For the preparation of HEL conjugated to Eα peptide, HEL (Sigma-Aldrich) was resuspended at 4 mg/mL in H2O with 2 mM EDTA. A maleimide group was linked to HEL lysines using Sulfo-SMCC at a ratio of 0.7:1 Sulfo-SMCC:HEL for 60 min at room temperature with rolling and tilting. Free Sulfo-SMCC was removed by passing the HEL Sulfo-SMCC mixture through either 7 MWCO Zeba-Spin (Thermo Fisher Scientific) or Bio-Spin 6 (Bio-Rad) columns equilibrated with 50 mM sodium phosphate buffer pH 7.1 with 2 mM EDTA. The resulting HEL-maleimide conjugate was incubated with the Eα peptide carrying an additional terminal cysteine residue (H2N-ASFEAQGALANIAVDKAC-OH; New England Peptide) at a 2:1 ratio of Eαcys:HEL, based on the original concentrations. Stoichiometric (1:1) HEL-Eα was purified from the soluble fraction over a HiTrap SP FF cation exchange column (GE Healthcare) on an ÄKTApure chromatography system, using 50 mM sodium phosphate buffer pH 7.1 (solution A) with a gradient into 50 mM sodium phosphate + 1 M sodium chloride (solution B). Under these conditions, stoichiometric HEL-Eα conjugates eluted at ≈6.5% solution B as determined by SDS-PAGE (unpublished data). Stoichiometric HEL-Eα was concentrated through Amicon Ultra 10 kDa MWCO concentrator columns (EMD Millipore), and the concentration was determined from the A280 using a predicted 0.1% Cε of 2.116.

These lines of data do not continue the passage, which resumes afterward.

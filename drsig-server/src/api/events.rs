use axum::extract::{Path, Query, State};
use axum::http::StatusCode;
use axum::response::IntoResponse;
use axum::Json;
use drsig_core::entities::Category;
use drsig_core::store::{ListEvents, QueryError};
use drsig_sdk::objects::ListEventsQuery;
use kanau::processor::Processor;

use crate::state::AppState;

/// `GET /get-all-signal`: every activated event with a payload.
///
/// A timeframe needs a category, so sending both dates here is rejected.
pub async fn list_all_events(
    state: State<AppState>,
    Query(query): Query<ListEventsQuery>,
) -> Result<impl IntoResponse, EventsApiError> {
    let listing = state
        .store
        .process(ListEvents::from_query(None, &query)?)
        .await?;
    Ok(Json(listing))
}

/// `GET /get-dr-signal/{category}`: payloads of one category.
///
/// With both `startdate` and `enddate`, only events overlapping that window
/// are returned and their series are clipped to it.
pub async fn list_category_events(
    state: State<AppState>,
    Path(category): Path<String>,
    Query(query): Query<ListEventsQuery>,
) -> Result<impl IntoResponse, EventsApiError> {
    let category = Category::from_name(&category);
    let listing = state
        .store
        .process(ListEvents::from_query(Some(category), &query)?)
        .await?;
    Ok(Json(listing))
}

/// Errors that can occur in event listing handlers.
#[derive(Debug)]
pub struct EventsApiError(QueryError);

impl From<QueryError> for EventsApiError {
    fn from(e: QueryError) -> Self {
        Self(e)
    }
}

impl IntoResponse for EventsApiError {
    fn into_response(self) -> axum::response::Response {
        tracing::debug!(error = %self.0, "Rejected event query");
        (StatusCode::BAD_REQUEST, self.0.to_string()).into_response()
    }
}
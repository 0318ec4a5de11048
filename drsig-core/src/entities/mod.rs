//! Domain types: raw descriptors, decoded records and their payloads.

pub mod descriptor;
pub mod record;
pub mod series;

pub use descriptor::RawDescriptor;
pub use drsig_sdk::objects::Category;
pub use record::{EventRecord, InvalidWindow, Payload, Timeframe};
pub use series::TimeSeries;
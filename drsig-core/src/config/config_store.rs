//! Versioned config cell with change notification.
//!
//! Holds the part of the configuration that can change while the server
//! runs (push-sink endpoints, swapped on SIGHUP). Readers take a snapshot
//! per use, so a reload never blocks an in-flight delivery.

use std::sync::Arc;
use std::sync::atomic::{AtomicU64, Ordering};
use tokio::sync::{RwLock, watch};

/// A shared, versioned configuration store with change notification.
///
/// Wraps a value of type `T` behind `Arc<RwLock<T>>` and maintains an
/// incrementing version counter. Subscribers receive a [`ConfigWatcher`]
/// that can `await` the next change.
pub struct ConfigStore<T> {
    inner: Arc<ConfigStoreInner<T>>,
}

struct ConfigStoreInner<T> {
    data: RwLock<T>,
    version: AtomicU64,
    version_tx: watch::Sender<u64>,
}

/// Receives notifications when a [`ConfigStore`] is updated.
pub struct ConfigWatcher {
    version_rx: watch::Receiver<u64>,
}

impl<T> ConfigStore<T> {
    pub fn new(initial: T) -> Self {
        let (version_tx, _) = watch::channel(0u64);
        Self {
            inner: Arc::new(ConfigStoreInner {
                data: RwLock::new(initial),
                version: AtomicU64::new(0),
                version_tx,
            }),
        }
    }

    /// Replace the stored value and notify all watchers.
    pub async fn update(&self, value: T) {
        let mut guard = self.inner.data.write().await;
        *guard = value;
        let new_version = self.inner.version.fetch_add(1, Ordering::Relaxed) + 1;
        // Release the write lock before notifying.
        drop(guard);
        let _ = self.inner.version_tx.send(new_version);
    }

    /// Number of updates applied since creation.
    pub fn version(&self) -> u64 {
        self.inner.version.load(Ordering::Relaxed)
    }

    pub fn subscribe(&self) -> ConfigWatcher {
        ConfigWatcher {
            version_rx: self.inner.version_tx.subscribe(),
        }
    }
}

impl<T: Clone> ConfigStore<T> {
    /// Clone of the current value.
    pub async fn snapshot(&self) -> T {
        self.inner.data.read().await.clone()
    }
}

impl<T> Clone for ConfigStore<T> {
    fn clone(&self) -> Self {
        Self {
            inner: Arc::clone(&self.inner),
        }
    }
}

impl ConfigWatcher {
    /// Wait until the config store is updated.
    ///
    /// Returns `Err` once the [`ConfigStore`] has been dropped.
    pub async fn changed(&mut self) -> Result<(), watch::error::RecvError> {
        self.version_rx.changed().await
    }
}
#![deny(clippy::unwrap_used)]
#![deny(clippy::expect_used)]
#![deny(clippy::panic)]
#![forbid(unsafe_code)]

pub mod config;
pub mod entities;
pub mod events;
pub mod processors;
pub mod store;
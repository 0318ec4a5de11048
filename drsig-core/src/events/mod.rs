//! Activation events.
//!
//! # Event Flow
//!
//! 1. `DirectoryPoller` finds new descriptors -> `ActivationScheduler`
//! 2. `ActivationScheduler` appends the record to the `EventStore` once due
//!    and emits `ActivatedEvent`
//! 3. `PushSink` forwards `ActivatedEvent` to the configured endpoint
//!
//! Emitting is best effort: when no push sink is running the scheduler
//! holds no sender and the store stays the only consumer.

pub mod channels;
pub mod types;

pub use channels::{
    ActivatedEventReceiver, ActivatedEventSender, DEFAULT_CHANNEL_BUFFER, activated_event_channel,
};
pub use types::ActivatedEvent;
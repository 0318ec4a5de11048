//! In-memory store of activated events.
//!
//! The store is append-only and keeps insertion order. Any number of
//! activation tasks append concurrently while the query path reads; both
//! go through one `RwLock` around the record list.
//!
//! After [`EventStore::close`] appends are silently dropped. Deferred
//! activations are never cancelled, so timers that fire after shutdown land
//! here and do nothing.

mod query;

pub use query::{ListEvents, QueryError};

use crate::entities::EventRecord;
use std::sync::Arc;
use std::sync::atomic::{AtomicBool, Ordering};
use tokio::sync::RwLock;
use tracing::debug;

#[derive(Clone, Default)]
pub struct EventStore {
    inner: Arc<EventStoreInner>,
}

#[derive(Default)]
struct EventStoreInner {
    records: RwLock<Vec<Arc<EventRecord>>>,
    closed: AtomicBool,
}

impl EventStore {
    pub fn new() -> Self {
        Self::default()
    }

    /// Append an activated record.
    ///
    /// Returns `false` if the store is closed and the record was dropped.
    pub async fn append(&self, record: Arc<EventRecord>) -> bool {
        if self.is_closed() {
            debug!(category = %record.category, "Store closed, dropping activated record");
            return false;
        }
        self.inner.records.write().await.push(record);
        true
    }

    /// Stop accepting records. Reads keep working.
    pub fn close(&self) {
        self.inner.closed.store(true, Ordering::Release);
    }

    pub fn is_closed(&self) -> bool {
        self.inner.closed.load(Ordering::Acquire)
    }

    pub async fn len(&self) -> usize {
        self.inner.records.read().await.len()
    }

    pub async fn is_empty(&self) -> bool {
        self.len().await == 0
    }

    /// The records as of now, in insertion order.
    pub async fn snapshot(&self) -> Vec<Arc<EventRecord>> {
        self.inner.records.read().await.clone()
    }
}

Immunizations and adoptive transfers

NP-CGG or NP-KLH were administered subcutaneously in alum adjuvant (Alhydrogel; Accurate Chemical and Scientific). The antigens were brought to a concentration of 1 mg/ml in PBS and then mixed with an equal volume of alum adjuvant. In most experiments, 25 µl per site were injected into the upper flanks, above the shoulders, and scruff of the neck to generate responses in the draining axillary, brachial, and facial LNs. In some experiments, 25 µl per site were injected into both lower flanks and bilaterally proximal to the base of the tail, generating an immune response in the draining inguinal LNs.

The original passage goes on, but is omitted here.